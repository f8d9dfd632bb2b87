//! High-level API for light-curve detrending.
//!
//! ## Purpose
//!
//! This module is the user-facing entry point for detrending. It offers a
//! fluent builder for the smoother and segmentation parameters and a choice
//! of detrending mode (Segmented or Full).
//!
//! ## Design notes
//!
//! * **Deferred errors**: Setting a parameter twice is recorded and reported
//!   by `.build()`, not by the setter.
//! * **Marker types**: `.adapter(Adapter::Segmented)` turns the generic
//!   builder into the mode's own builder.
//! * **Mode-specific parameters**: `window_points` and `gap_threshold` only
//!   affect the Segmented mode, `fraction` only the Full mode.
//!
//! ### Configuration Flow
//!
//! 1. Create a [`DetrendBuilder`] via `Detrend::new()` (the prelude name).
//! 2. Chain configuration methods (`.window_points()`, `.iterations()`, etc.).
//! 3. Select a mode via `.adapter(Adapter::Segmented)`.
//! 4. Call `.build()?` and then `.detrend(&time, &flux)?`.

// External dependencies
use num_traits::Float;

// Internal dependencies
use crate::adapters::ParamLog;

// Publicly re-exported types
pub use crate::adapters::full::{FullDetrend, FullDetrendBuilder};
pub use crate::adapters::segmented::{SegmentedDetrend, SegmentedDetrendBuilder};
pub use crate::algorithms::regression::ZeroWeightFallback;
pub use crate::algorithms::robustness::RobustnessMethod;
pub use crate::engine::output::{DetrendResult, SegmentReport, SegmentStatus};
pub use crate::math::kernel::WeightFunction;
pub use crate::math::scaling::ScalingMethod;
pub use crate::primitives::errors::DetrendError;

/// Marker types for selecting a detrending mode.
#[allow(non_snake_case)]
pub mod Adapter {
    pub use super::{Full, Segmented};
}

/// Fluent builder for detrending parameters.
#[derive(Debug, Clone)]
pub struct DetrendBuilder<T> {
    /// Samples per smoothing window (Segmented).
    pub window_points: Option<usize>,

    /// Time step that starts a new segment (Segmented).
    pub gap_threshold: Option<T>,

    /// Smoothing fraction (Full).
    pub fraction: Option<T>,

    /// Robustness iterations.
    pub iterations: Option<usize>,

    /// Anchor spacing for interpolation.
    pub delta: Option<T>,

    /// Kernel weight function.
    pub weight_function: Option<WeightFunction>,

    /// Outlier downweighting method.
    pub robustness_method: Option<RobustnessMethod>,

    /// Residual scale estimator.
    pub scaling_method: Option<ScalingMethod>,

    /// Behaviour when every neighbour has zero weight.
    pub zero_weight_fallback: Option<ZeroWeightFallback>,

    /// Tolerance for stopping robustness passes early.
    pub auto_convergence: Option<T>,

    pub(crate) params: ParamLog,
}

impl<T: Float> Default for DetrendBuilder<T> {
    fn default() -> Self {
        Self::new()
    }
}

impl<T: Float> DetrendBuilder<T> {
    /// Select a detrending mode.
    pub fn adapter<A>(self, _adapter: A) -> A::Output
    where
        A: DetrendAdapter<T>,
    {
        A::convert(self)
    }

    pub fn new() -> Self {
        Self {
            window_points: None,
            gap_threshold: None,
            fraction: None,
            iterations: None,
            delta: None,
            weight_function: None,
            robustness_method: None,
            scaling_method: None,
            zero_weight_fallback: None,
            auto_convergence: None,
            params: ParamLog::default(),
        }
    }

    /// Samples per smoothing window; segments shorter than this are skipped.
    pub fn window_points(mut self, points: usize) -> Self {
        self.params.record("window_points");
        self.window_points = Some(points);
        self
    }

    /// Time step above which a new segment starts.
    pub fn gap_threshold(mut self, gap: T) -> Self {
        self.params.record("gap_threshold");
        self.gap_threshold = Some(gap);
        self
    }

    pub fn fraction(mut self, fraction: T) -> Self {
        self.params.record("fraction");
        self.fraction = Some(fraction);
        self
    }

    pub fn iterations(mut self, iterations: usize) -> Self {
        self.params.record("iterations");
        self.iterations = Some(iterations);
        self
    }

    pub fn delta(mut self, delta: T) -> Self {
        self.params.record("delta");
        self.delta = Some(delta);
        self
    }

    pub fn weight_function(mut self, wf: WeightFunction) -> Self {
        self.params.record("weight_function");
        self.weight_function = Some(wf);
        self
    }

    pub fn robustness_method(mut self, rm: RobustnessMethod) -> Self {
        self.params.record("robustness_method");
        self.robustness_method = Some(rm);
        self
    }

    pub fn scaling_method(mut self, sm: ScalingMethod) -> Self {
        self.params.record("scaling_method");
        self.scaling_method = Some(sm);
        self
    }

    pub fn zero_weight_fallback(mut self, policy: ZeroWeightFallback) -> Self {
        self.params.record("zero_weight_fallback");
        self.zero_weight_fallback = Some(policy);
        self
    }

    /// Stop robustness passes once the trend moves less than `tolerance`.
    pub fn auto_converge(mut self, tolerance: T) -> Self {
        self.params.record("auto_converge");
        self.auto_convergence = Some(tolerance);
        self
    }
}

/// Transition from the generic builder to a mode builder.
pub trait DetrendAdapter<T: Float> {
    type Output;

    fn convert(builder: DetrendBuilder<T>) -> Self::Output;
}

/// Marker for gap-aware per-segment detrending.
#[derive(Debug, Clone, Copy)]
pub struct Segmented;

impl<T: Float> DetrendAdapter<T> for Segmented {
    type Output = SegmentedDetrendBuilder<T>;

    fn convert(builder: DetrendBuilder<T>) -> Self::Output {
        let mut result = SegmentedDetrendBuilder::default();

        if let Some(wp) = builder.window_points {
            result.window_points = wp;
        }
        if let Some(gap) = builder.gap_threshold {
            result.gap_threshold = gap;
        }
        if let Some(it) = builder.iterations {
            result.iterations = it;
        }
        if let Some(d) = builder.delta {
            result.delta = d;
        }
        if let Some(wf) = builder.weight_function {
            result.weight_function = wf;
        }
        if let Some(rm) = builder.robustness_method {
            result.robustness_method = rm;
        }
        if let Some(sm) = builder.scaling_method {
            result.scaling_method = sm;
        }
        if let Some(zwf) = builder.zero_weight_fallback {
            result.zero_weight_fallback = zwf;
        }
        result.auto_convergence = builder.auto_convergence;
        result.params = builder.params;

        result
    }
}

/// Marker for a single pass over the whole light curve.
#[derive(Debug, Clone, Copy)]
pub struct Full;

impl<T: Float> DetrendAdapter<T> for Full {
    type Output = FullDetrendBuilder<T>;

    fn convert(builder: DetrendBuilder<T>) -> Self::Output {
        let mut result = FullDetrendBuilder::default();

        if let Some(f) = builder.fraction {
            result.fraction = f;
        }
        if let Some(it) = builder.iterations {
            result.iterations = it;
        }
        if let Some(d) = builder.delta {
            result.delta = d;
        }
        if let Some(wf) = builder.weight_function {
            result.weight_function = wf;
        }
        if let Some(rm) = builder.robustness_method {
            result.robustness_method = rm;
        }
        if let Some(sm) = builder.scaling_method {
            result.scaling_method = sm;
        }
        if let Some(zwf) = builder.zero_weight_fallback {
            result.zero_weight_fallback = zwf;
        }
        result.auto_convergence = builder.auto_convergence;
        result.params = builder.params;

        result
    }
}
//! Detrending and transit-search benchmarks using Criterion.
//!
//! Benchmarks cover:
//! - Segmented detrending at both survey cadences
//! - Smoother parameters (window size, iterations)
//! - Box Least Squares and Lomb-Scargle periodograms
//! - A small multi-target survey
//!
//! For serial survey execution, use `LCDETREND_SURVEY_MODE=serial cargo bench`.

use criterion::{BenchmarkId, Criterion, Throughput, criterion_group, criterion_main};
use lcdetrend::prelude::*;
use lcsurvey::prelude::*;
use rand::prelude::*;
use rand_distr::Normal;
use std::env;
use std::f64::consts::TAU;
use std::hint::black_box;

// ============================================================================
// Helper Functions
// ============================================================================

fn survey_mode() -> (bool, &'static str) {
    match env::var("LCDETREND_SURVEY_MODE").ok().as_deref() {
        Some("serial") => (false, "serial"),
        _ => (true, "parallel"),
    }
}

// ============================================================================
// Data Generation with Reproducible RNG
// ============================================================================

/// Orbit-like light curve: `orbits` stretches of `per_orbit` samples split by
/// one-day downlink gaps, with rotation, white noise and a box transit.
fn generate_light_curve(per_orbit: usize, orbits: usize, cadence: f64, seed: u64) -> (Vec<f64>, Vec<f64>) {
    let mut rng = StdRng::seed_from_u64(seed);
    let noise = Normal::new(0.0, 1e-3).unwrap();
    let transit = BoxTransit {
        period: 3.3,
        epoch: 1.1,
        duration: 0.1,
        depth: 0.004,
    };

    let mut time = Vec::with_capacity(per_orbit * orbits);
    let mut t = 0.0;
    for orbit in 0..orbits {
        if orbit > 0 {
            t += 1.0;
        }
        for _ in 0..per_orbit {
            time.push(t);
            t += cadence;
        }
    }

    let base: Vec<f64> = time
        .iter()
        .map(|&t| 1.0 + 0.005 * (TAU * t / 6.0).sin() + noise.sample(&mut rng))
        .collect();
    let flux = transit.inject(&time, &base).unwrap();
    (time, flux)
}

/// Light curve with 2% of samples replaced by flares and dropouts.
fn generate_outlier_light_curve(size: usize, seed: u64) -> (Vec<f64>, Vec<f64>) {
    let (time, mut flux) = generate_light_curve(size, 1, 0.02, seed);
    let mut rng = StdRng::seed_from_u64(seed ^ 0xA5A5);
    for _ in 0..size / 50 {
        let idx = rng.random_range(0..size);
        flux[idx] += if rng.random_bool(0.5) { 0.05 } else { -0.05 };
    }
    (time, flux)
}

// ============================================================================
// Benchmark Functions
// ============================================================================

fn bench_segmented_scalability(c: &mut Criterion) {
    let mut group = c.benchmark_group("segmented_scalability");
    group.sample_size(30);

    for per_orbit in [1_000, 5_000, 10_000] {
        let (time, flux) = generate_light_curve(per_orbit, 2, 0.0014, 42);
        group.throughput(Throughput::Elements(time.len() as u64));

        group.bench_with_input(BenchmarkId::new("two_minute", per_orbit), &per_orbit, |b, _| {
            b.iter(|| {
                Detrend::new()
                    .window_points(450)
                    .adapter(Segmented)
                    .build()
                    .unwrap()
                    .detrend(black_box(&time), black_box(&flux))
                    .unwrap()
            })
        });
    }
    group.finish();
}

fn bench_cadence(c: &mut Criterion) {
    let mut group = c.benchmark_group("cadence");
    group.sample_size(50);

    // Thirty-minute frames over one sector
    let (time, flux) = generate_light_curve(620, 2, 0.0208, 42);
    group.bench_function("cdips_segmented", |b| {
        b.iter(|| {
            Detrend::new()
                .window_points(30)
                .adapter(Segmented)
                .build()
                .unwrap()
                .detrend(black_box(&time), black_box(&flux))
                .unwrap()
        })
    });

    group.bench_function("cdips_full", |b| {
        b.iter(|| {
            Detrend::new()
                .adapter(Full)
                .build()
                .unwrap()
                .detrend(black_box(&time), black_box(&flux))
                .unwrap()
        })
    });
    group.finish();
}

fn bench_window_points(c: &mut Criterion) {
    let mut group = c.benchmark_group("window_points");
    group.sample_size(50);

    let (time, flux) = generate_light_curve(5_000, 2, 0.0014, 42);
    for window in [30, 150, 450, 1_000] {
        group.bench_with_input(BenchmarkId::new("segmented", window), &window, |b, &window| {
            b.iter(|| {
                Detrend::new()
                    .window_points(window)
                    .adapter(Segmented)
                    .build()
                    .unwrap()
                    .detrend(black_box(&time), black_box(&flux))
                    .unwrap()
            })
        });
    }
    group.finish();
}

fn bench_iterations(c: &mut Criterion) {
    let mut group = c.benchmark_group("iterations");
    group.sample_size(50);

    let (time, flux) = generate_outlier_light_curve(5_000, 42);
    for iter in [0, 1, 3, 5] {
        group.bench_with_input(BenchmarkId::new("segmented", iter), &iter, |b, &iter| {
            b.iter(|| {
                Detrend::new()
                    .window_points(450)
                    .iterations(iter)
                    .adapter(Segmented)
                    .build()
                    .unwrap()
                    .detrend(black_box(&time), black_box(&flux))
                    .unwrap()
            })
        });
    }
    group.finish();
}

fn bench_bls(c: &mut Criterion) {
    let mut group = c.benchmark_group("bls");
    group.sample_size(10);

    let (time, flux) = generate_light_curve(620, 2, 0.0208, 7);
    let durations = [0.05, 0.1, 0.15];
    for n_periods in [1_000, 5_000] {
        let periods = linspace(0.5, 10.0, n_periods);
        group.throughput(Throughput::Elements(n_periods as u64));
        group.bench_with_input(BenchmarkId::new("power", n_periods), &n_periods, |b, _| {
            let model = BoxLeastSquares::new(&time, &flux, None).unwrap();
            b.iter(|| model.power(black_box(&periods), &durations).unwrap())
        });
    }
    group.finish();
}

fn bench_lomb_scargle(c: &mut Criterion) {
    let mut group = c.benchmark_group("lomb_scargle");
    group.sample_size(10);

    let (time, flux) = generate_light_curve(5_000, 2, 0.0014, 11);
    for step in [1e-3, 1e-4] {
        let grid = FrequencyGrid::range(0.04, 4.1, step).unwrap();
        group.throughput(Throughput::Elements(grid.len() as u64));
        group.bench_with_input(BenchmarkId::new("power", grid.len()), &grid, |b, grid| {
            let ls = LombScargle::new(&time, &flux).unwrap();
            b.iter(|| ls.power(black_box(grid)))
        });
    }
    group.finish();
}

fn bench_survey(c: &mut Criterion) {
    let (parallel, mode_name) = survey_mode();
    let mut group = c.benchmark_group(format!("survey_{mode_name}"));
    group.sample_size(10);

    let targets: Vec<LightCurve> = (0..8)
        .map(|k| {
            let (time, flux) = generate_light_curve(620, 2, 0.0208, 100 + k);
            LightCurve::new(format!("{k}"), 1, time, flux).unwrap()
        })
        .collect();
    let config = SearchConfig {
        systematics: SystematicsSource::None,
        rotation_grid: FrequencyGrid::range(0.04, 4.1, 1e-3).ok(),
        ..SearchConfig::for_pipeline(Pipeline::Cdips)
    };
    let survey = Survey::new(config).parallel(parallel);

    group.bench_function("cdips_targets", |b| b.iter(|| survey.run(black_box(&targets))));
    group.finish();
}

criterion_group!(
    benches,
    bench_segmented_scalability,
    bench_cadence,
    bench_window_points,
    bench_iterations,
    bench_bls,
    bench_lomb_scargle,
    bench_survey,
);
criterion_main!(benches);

======

The response must hold only the lines above from the line with "mode's own builder." through the line with "use num_traits::Float;", each copied exactly, both ends kept.

//!   builder into the mode's own builder.
//! * **Mode-specific parameters**: `window_points` and `gap_threshold` only
//!   affect the Segmented mode, `fraction` only the Full mode.
//!
//! ### Configuration Flow
//!
//! 1. Create a [`DetrendBuilder`] via `Detrend::new()` (the prelude name).
//! 2. Chain configuration methods (`.window_points()`, `.iterations()`, etc.).
//! 3. Select a mode via `.adapter(Adapter::Segmented)`.
//! 4. Call `.build()?` and then `.detrend(&time, &flux)?`.

// External dependencies
use num_traits::Float;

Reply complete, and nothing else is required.